Han Yi

NUS NEXT
Hi! I’m currently a research intern at the National University of Singapore (NUS), NExT++ Research Center, advised by Prof. Tat-Seng Chua, Dr. Zhedong Zheng, and Prof. Xiangyu Xu.

Open-source projects can be found at my [Github], and publications can be found at ORCID.

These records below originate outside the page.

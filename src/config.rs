//! Configuration types, built from environment variables.

use secrecy::SecretString;

use crate::error::ConfigError;

/// Commit message used when the subject carries no `[commit_msg:]`.
pub const DEFAULT_COMMIT_MESSAGE: &str = "Automatically generated change";

/// IMAP mailbox configuration.
#[derive(Debug, Clone)]
pub struct MailboxConfig {
    pub imap_host: String,
    pub imap_port: u16,
    pub username: String,
    pub password: SecretString,
    /// Senders allowed to trigger commits. Empty list denies all,
    /// `*` allows all, `@domain` / bare `domain` match by domain.
    pub allowed_senders: Vec<String>,
}

impl MailboxConfig {
    /// Build config from environment variables.
    ///
    /// `EMAIL_IMAP_HOST`, `EMAIL_USERNAME` and `EMAIL_PASSWORD` are
    /// required; `EMAIL_IMAP_PORT` defaults to 993.
    pub fn from_env() -> Result<Self, ConfigError> {
        let imap_host = require_env("EMAIL_IMAP_HOST")?;

        let imap_port: u16 = std::env::var("EMAIL_IMAP_PORT")
            .ok()
            .and_then(|s| s.parse().ok())
            .unwrap_or(993);

        let username = require_env("EMAIL_USERNAME")?;
        let password = SecretString::from(require_env("EMAIL_PASSWORD")?);

        let allowed_senders: Vec<String> = std::env::var("EMAIL_ALLOWED_SENDERS")
            .unwrap_or_default()
            .split(',')
            .map(|s| s.trim().to_string())
            .filter(|s| !s.is_empty())
            .collect();

        Ok(Self {
            imap_host,
            imap_port,
            username,
            password,
            allowed_senders,
        })
    }
}

/// Hosting API configuration.
#[derive(Debug, Clone)]
pub struct HostingConfig {
    pub token: SecretString,
    /// API base URL, overridable for testing against a local stub.
    pub api_base: String,
}

impl HostingConfig {
    /// Build config from environment variables. `GITHUB_TOKEN` is
    /// required; `GITHUB_API_BASE` defaults to the public API.
    pub fn from_env() -> Result<Self, ConfigError> {
        let token = SecretString::from(require_env("GITHUB_TOKEN")?);
        let api_base = std::env::var("GITHUB_API_BASE")
            .unwrap_or_else(|_| "https://api.github.com".to_string());

        Ok(Self { token, api_base })
    }
}

/// Defaults applied when a subject omits a directive.
#[derive(Debug, Clone)]
pub struct ResolverConfig {
    /// Target repository (`owner/name`) when `[repo:]` is absent.
    pub default_repo: String,
    /// Target branch when `[branch:]` is absent.
    pub default_branch: String,
    /// Commit message when `[commit_msg:]` is absent.
    pub default_commit_message: String,
}

impl ResolverConfig {
    /// Build config from environment variables. `DEFAULT_REPO` is
    /// required and must be `owner/name`; `DEFAULT_BRANCH` defaults
    /// to "main".
    pub fn from_env() -> Result<Self, ConfigError> {
        let default_repo = require_env("DEFAULT_REPO")?;
        validate_repo_slug("DEFAULT_REPO", &default_repo)?;

        let default_branch =
            std::env::var("DEFAULT_BRANCH").unwrap_or_else(|_| "main".to_string());

        Ok(Self {
            default_repo,
            default_branch,
            default_commit_message: DEFAULT_COMMIT_MESSAGE.to_string(),
        })
    }
}

/// Full application configuration.
#[derive(Debug, Clone)]
pub struct AppConfig {
    pub mailbox: MailboxConfig,
    pub hosting: HostingConfig,
    pub resolver: ResolverConfig,
    /// When set, the pump loops on this interval instead of running a
    /// single pass (the single pass is the cron-invoked default).
    pub poll_interval_secs: Option<u64>,
}

impl AppConfig {
    pub fn from_env() -> Result<Self, ConfigError> {
        Ok(Self {
            mailbox: MailboxConfig::from_env()?,
            hosting: HostingConfig::from_env()?,
            resolver: ResolverConfig::from_env()?,
            poll_interval_secs: std::env::var("POLL_INTERVAL_SECS")
                .ok()
                .and_then(|s| s.parse().ok()),
        })
    }
}

fn require_env(key: &str) -> Result<String, ConfigError> {
    std::env::var(key).map_err(|_| ConfigError::MissingEnvVar(key.to_string()))
}

/// Reject repository values that are not `owner/name`.
fn validate_repo_slug(key: &str, value: &str) -> Result<(), ConfigError> {
    let invalid = || ConfigError::InvalidValue {
        key: key.to_string(),
        message: format!("expected owner/name, got '{value}'"),
    };
    let (owner, name) = value.split_once('/').ok_or_else(invalid)?;
    if owner.trim().is_empty() || name.trim().is_empty() || name.contains('/') {
        return Err(invalid());
    }
    Ok(())
}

More details can be found in my [CV].

Research Statement

I am interested in research related to deep learning and computer vision. My work focuses on NeRF, Text-to-3D generation and editing.

Publications

  1. Progressive Text-to-3D Generation for Automatic 3D Prototyping.
  2. Image Deblurring with Image Blurring.
    • Authors: Ziyao Li, Zhi Gao, Han Yi, Yu Fu, Boan Chen
    • Journal: IEEE Transactions on Image Processing (TIP 2023)
  3. Single Image Deraindrop Leveraging Luminance Priors and Context Aggregation.
    • Authors: Yi Liu, Zhi Gao, Tiancan Mei, Han Yi
    • Journal: IEEE Transactions on Image Processing (TIP 2023) (Under review)
  4. Motion Blur Synthesis for Image Deblurring via Disentangling Latent Blur Space.
    • Authors: Ziyao Li, Han Yi, Zhiyu Zhou, Xuhui Zhao, Zhi Gao
    • Journal: IEEE Signal Processing Letters (SPL 2023) (Under review)
  5. A hierarchical geometry-to-semantic fusion GNN framework for earth surface anomalies detection.
    • Authors: Boan Chen, Aohan Hu, Mengjie Xie, Zhi Gao, Xuhui Zhao, Han Yi
    • Conference: International Conference On Brain-Inspired Cognitive Systems (BICS 2023) (Best Student Paper)
  6. How Challenging is a Challenge for SLAM? An Answer from Quantitative Visual Evaluation.
    • Authors: Xuhui Zhao, Zhi Gao, Hao Li, Chenyang Li, Jingwei Chen, Han Yi
    • Conference: International Conference On Brain-Inspired Cognitive Systems (BICS 2023)

Research experience

  1. Progressive Text-to-3D Generation for Automatic 3D Prototyping

    • Duration: Dec. 2022 - Present
    • Institution: NExT++ Research Center, National University of Singapore
    • Advisor: Prof. Tat-seng Chua
      • Proposed a Multi-Scale Triplane Network (MTN) to gradually create the 3D model in a bottom-up style.
      • Proposed a progressive learning strategy to refine details of the 3D model.
      • Achieved high-resolution outputs that align closely with natural language descriptions.
  2. Image Deblurring with Image Blurring

    • Duration: Nov. 2021 - Oct. 2022
    • Institution: Wuhan University
    • Advisor: Prof. Zhi Gao
      • Proposed a novel motion deblurring framework.
      • Synthesized a blur-sharp paired blur dataset Rear-Blur-COCOmini.
      • Obtained state-of-the-art deblurred results and introduced Variance of Laplacian edge detection (VL).
  3. LED Visible Light Positioning Algorithm

    • Duration: July. 2021 - Sep. 2021
    • Institution: Tsinghua University
    • Advisor: Prof. Hao Zhang
      • Programmed LED lights on the ceiling with Manchester coding.
      • Utilized Solvepnp algorithm from OpenCV.
      • Improved the algorithm in various ways including special positions and turning angles.
      • Introduced Malformation Matrix to improve accuracy.
  4. Maintenance System with Predictability Figuration

    • Duration: Sep. 2020 - Mar. 2021
    • Institution: Tsinghua University
    • Advisor: Prof. Hao Zhang
      • Built predictive models to calculate RUL (Remaining Useful Life).
      • Utilized Abrupt Detection, such as Pettitt Detection and Mann-Kendall Detection.
      • Optimized the efficiency with Cumulative Sum Control Chart and Exponentially Weighted Moving-Average.